» Work required
Pull out all lines from the listing below in which the word "DaemonStatus" appears.

[Supplied records Boundary: Start]

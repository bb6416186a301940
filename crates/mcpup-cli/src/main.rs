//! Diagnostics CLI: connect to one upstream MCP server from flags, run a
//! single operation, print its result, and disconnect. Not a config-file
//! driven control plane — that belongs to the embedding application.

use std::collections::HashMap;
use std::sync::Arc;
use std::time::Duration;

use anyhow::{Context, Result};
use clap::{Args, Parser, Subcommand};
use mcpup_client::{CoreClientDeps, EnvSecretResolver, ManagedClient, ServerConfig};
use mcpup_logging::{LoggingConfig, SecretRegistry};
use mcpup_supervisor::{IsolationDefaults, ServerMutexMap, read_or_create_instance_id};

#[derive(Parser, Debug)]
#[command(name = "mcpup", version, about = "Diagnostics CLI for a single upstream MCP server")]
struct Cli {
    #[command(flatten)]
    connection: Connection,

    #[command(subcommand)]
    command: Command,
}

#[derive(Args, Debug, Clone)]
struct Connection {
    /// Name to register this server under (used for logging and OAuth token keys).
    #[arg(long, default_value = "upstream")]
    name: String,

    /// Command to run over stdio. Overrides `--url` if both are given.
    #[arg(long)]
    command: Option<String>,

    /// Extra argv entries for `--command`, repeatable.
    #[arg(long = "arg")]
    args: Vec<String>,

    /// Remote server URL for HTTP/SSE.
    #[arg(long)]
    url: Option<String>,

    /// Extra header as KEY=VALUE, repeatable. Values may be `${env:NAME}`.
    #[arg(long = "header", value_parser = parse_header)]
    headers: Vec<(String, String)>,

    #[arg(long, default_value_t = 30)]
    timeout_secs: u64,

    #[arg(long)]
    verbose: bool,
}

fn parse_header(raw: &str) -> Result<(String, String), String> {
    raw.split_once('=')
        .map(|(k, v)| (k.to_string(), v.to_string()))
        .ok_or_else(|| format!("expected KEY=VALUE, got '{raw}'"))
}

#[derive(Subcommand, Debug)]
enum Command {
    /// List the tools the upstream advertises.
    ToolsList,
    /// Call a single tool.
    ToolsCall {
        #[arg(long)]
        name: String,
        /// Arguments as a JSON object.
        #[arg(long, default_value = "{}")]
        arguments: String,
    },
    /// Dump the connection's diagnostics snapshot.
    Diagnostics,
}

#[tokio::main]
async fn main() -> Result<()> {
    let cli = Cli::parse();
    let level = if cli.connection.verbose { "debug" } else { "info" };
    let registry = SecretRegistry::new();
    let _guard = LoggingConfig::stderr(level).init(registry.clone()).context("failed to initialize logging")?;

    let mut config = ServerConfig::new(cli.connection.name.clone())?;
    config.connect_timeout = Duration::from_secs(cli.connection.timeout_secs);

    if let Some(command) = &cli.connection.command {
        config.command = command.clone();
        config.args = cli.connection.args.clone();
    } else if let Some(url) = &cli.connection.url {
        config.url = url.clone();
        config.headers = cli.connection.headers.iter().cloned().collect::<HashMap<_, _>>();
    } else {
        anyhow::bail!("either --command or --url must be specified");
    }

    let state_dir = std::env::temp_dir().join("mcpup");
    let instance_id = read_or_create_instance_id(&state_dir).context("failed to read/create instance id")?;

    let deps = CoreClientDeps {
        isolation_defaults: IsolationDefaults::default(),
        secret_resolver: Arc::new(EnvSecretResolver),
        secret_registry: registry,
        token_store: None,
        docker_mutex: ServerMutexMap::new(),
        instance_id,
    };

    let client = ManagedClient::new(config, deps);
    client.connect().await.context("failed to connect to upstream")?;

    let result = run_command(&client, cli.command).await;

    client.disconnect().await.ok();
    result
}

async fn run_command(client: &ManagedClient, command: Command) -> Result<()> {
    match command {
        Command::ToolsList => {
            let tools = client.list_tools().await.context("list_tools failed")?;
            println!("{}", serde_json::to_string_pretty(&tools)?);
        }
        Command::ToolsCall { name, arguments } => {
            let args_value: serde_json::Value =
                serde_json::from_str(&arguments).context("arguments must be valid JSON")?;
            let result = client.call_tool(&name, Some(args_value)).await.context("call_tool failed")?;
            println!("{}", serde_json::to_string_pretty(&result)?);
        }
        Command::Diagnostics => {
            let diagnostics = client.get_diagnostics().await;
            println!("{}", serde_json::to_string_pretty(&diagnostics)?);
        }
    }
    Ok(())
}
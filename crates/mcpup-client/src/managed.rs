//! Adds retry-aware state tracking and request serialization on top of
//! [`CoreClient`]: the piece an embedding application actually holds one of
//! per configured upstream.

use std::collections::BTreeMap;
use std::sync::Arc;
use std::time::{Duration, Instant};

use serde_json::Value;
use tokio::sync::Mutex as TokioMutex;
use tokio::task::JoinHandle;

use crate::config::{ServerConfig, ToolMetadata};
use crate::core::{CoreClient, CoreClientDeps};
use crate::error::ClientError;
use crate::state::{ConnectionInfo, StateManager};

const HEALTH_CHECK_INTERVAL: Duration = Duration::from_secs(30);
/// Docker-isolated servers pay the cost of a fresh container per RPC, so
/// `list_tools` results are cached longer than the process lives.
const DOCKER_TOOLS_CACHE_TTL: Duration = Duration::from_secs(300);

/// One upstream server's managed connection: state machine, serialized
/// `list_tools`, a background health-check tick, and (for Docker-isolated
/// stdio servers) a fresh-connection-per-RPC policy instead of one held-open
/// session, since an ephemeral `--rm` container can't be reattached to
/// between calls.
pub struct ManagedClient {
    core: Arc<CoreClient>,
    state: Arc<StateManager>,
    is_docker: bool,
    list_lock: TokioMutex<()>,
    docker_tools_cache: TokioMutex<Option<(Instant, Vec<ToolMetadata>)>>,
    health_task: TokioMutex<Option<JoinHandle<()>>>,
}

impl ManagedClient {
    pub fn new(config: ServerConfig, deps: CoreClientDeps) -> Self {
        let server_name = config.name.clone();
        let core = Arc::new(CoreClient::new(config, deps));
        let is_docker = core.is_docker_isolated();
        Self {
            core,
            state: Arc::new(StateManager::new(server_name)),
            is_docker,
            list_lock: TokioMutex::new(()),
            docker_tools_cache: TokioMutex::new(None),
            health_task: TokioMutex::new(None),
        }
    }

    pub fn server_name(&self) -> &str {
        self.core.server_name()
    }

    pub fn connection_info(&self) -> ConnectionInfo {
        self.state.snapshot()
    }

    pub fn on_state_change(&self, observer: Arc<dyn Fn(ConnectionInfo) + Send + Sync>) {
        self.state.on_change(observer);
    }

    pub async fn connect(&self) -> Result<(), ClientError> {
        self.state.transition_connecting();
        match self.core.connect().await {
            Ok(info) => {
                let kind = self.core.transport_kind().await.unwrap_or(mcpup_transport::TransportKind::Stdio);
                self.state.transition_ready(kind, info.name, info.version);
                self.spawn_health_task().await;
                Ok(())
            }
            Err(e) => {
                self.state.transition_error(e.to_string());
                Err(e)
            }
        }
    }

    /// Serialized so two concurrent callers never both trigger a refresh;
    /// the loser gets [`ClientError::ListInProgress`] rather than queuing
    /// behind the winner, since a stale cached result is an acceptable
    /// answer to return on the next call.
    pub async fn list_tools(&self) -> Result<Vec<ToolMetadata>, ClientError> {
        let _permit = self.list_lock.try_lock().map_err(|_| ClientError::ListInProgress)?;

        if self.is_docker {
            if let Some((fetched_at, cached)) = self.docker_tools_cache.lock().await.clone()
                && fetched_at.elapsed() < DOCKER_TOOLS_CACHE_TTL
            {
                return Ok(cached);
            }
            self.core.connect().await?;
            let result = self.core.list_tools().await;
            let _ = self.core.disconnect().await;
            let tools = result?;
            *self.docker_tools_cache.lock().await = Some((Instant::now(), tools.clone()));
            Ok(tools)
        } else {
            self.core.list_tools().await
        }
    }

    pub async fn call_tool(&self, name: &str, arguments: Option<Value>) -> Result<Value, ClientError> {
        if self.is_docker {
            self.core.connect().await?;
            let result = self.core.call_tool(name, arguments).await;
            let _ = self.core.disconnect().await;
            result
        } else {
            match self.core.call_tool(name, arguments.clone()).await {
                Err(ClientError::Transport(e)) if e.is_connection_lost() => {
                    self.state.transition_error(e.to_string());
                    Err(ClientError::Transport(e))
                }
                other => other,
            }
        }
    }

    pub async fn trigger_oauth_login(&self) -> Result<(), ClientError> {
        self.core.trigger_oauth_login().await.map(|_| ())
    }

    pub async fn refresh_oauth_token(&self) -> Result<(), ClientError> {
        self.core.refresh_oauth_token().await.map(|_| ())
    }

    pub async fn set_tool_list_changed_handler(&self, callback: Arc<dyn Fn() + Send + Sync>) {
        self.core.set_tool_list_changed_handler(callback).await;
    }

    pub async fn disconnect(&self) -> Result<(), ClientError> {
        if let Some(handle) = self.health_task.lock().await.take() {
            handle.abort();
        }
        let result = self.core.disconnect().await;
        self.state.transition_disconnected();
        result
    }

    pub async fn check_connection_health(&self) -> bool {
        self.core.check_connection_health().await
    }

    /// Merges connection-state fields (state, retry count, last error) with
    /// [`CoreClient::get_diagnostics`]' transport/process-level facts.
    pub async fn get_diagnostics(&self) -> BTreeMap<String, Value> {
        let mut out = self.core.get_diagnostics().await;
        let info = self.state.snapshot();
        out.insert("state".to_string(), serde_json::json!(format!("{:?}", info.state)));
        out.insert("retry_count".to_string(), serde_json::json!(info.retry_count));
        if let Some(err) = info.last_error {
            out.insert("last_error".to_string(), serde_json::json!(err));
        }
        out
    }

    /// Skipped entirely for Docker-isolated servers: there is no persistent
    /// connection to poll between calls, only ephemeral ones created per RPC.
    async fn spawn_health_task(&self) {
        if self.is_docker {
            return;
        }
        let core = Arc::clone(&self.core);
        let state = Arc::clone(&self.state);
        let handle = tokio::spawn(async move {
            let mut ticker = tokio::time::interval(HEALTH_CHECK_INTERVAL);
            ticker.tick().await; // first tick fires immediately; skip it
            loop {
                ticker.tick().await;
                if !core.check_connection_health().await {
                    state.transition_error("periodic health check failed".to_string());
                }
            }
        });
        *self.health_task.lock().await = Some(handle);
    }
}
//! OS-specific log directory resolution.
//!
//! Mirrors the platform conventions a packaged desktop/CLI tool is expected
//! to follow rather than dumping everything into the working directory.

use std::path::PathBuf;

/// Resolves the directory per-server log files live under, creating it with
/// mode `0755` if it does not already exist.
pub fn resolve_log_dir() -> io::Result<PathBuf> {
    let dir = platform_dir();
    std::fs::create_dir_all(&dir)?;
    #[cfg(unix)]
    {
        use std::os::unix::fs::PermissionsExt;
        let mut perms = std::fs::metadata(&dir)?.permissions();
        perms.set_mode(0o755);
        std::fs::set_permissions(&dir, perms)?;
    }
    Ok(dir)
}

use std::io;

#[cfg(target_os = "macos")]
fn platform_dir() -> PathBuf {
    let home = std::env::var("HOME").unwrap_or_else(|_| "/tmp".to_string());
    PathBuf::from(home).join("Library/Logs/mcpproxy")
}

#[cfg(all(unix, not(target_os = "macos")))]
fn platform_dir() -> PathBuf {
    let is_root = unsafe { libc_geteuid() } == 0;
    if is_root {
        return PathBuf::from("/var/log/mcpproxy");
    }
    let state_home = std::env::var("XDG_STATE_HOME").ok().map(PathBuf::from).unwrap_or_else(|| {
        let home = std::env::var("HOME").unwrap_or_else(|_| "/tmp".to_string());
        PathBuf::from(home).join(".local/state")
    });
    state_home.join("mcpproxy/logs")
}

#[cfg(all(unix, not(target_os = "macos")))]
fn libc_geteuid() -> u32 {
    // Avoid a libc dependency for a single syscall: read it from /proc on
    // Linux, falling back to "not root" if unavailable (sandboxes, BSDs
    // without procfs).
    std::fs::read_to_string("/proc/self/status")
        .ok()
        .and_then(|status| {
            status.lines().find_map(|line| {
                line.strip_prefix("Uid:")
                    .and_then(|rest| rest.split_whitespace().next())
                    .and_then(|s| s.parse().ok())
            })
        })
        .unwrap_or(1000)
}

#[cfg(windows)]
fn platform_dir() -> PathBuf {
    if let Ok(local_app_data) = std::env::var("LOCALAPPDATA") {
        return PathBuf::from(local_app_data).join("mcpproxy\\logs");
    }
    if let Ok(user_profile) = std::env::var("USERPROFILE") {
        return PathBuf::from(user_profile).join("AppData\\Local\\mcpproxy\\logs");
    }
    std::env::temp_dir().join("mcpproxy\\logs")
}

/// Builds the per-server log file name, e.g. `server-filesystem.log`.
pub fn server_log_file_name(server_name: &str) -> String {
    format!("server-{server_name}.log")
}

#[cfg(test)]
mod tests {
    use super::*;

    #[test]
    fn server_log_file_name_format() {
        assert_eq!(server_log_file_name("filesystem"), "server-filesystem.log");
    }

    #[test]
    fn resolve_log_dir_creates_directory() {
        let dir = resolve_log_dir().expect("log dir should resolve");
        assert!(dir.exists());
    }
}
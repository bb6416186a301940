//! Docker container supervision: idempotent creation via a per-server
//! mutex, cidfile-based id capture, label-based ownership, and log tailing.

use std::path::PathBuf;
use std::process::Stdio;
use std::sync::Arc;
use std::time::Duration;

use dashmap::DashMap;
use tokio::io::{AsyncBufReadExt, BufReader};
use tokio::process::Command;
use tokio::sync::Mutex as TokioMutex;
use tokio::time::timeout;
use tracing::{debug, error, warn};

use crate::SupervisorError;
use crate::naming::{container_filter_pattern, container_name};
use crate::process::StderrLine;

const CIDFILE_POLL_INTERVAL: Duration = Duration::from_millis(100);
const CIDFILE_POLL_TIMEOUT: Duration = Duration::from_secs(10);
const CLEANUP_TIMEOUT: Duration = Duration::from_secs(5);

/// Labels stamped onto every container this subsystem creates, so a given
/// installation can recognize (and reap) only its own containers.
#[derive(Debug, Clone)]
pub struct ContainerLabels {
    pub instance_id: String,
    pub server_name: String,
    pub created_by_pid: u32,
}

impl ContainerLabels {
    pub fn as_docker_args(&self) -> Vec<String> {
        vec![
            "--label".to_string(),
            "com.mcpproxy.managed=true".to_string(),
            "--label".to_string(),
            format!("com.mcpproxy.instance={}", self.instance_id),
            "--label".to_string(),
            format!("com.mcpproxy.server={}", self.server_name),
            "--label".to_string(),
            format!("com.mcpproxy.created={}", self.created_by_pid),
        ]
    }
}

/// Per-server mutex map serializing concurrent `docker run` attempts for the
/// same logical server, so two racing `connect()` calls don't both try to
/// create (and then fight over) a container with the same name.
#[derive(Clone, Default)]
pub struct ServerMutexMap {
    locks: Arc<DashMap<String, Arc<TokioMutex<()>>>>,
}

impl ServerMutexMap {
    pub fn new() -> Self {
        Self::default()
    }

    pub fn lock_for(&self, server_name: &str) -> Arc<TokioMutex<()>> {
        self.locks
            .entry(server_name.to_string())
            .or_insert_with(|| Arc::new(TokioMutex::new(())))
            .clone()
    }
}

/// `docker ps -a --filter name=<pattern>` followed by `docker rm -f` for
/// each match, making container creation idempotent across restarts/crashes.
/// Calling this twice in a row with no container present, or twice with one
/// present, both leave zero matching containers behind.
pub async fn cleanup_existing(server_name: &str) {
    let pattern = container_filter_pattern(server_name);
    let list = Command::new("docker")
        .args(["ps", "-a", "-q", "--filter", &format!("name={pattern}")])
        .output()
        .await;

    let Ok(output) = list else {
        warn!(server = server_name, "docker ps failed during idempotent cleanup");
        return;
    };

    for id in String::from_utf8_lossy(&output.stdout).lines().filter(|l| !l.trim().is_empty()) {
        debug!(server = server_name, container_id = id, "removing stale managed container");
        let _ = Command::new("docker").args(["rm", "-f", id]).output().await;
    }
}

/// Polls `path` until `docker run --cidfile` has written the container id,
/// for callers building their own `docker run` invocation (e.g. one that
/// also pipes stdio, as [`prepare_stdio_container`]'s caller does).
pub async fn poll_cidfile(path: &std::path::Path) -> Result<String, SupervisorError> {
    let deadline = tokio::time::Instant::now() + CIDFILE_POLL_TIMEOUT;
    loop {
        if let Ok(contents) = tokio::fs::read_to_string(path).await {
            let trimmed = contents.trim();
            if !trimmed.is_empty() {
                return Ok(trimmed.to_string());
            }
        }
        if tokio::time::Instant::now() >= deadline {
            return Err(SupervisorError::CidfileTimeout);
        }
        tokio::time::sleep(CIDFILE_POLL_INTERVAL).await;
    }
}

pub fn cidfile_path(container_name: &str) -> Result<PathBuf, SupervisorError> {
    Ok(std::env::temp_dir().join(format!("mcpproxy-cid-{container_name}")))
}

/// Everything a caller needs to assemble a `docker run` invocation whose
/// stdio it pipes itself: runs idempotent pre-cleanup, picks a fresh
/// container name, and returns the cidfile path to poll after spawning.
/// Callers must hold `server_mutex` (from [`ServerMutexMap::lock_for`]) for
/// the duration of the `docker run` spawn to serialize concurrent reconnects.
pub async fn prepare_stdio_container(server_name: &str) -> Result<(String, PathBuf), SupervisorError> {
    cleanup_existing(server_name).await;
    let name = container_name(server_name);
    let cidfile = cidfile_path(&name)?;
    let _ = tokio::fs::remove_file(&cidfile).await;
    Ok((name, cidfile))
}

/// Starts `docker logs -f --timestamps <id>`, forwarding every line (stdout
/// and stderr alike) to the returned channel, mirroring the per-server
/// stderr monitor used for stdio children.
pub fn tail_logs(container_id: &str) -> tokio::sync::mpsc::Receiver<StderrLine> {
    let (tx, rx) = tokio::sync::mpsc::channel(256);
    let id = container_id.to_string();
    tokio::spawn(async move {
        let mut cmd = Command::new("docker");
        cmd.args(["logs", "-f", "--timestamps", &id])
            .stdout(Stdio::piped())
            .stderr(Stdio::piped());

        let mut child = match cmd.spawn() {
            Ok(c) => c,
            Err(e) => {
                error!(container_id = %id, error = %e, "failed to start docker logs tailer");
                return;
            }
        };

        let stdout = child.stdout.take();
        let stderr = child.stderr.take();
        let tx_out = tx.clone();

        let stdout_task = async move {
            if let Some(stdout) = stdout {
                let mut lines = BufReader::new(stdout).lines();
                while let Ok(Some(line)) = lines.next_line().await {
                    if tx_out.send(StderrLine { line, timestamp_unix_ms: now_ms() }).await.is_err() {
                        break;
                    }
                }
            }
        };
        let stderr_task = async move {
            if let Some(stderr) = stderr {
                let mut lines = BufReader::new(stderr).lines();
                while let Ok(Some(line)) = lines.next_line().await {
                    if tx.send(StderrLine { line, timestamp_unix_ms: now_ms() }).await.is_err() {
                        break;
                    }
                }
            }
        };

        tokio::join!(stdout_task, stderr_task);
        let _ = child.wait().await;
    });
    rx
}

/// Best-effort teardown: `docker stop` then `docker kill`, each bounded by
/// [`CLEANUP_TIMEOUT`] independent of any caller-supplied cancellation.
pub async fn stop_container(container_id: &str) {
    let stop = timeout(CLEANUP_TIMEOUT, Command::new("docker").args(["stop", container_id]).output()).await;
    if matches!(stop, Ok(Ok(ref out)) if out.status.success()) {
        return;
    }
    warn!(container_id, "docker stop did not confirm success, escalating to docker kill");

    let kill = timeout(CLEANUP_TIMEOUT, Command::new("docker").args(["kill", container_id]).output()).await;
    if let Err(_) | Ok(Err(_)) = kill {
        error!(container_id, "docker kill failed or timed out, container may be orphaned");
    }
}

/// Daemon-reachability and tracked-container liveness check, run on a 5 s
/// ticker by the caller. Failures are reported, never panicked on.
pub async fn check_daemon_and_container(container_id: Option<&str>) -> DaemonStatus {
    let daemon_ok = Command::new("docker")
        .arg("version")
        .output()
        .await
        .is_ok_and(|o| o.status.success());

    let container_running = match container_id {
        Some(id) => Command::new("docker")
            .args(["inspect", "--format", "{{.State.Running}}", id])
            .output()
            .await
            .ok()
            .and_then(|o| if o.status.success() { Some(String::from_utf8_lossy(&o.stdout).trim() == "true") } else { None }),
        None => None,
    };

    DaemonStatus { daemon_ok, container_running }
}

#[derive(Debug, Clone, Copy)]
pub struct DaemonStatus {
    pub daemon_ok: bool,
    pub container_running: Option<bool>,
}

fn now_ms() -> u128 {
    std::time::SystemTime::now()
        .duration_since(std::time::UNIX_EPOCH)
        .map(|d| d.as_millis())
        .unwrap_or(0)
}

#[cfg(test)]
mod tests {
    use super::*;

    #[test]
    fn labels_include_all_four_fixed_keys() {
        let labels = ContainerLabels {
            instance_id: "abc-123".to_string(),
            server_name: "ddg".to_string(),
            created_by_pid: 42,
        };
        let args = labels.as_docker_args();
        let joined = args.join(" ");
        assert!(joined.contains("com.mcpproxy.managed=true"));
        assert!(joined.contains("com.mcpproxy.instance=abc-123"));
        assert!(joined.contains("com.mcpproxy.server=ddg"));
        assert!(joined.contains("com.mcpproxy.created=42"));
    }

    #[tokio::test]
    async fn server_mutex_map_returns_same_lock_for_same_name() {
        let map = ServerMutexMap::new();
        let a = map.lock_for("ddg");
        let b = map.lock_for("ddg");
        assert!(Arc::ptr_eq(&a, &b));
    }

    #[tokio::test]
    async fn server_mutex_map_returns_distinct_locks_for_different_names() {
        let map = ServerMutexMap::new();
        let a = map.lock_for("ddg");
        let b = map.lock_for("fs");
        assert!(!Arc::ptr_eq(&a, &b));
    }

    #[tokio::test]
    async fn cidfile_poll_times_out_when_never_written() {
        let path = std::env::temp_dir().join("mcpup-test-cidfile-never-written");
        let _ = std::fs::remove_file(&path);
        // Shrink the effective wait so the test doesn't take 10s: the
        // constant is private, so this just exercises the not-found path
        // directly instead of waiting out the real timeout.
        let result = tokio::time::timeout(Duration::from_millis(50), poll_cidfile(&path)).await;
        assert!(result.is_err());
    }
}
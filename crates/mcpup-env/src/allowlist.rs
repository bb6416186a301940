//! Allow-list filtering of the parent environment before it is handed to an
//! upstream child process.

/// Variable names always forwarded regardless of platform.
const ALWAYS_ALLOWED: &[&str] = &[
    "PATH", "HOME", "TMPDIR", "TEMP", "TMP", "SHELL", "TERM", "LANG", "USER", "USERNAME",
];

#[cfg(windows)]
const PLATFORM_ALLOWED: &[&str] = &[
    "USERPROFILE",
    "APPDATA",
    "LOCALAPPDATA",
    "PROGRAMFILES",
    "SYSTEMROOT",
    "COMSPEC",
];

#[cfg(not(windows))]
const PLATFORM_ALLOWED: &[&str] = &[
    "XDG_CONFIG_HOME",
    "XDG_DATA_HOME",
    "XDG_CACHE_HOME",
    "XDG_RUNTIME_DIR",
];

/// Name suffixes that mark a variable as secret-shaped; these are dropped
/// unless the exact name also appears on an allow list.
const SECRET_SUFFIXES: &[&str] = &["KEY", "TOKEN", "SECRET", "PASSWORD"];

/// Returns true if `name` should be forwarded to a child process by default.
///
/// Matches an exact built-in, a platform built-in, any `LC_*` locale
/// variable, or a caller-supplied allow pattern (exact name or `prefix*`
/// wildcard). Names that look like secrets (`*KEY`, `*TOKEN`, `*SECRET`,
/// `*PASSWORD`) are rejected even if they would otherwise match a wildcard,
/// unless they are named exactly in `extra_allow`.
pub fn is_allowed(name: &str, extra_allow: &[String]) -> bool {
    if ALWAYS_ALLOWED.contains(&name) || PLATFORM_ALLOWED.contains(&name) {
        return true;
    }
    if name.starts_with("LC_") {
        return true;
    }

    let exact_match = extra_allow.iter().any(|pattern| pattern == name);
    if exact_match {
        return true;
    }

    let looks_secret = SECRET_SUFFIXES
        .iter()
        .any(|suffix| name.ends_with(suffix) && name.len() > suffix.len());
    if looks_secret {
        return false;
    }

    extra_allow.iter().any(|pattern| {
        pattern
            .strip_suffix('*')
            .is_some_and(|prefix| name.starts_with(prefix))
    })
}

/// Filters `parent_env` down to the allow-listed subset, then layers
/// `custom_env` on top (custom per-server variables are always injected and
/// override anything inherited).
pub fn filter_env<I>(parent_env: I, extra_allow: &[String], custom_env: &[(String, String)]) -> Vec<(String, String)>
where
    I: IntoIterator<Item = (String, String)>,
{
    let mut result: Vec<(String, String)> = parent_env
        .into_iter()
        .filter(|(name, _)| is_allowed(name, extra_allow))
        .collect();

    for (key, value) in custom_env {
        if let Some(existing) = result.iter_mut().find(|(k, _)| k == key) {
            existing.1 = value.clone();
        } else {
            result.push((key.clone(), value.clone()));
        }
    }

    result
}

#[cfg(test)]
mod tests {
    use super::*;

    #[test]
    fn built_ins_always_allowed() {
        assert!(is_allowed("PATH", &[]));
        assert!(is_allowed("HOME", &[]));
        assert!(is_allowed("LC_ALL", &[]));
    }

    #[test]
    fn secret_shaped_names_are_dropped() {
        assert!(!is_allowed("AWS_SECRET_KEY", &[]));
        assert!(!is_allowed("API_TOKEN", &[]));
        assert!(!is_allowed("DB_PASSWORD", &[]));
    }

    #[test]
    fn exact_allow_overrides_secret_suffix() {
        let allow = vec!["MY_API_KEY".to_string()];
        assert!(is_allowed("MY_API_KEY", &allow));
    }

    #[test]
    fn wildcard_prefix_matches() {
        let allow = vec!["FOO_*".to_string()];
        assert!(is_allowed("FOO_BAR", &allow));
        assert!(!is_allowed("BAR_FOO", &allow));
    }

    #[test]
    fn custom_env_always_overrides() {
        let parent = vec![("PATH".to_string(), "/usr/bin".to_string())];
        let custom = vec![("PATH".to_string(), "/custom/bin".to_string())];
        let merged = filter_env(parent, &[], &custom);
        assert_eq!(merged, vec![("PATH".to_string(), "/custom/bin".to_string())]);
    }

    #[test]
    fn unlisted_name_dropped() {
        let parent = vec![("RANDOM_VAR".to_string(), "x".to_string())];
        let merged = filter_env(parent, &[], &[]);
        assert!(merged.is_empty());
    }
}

[Supplied records Boundary: End]

» Task response
pub async fn check_daemon_and_container(container_id: Option<&str>) -> DaemonStatus {
    DaemonStatus { daemon_ok, container_running }
pub struct DaemonStatus {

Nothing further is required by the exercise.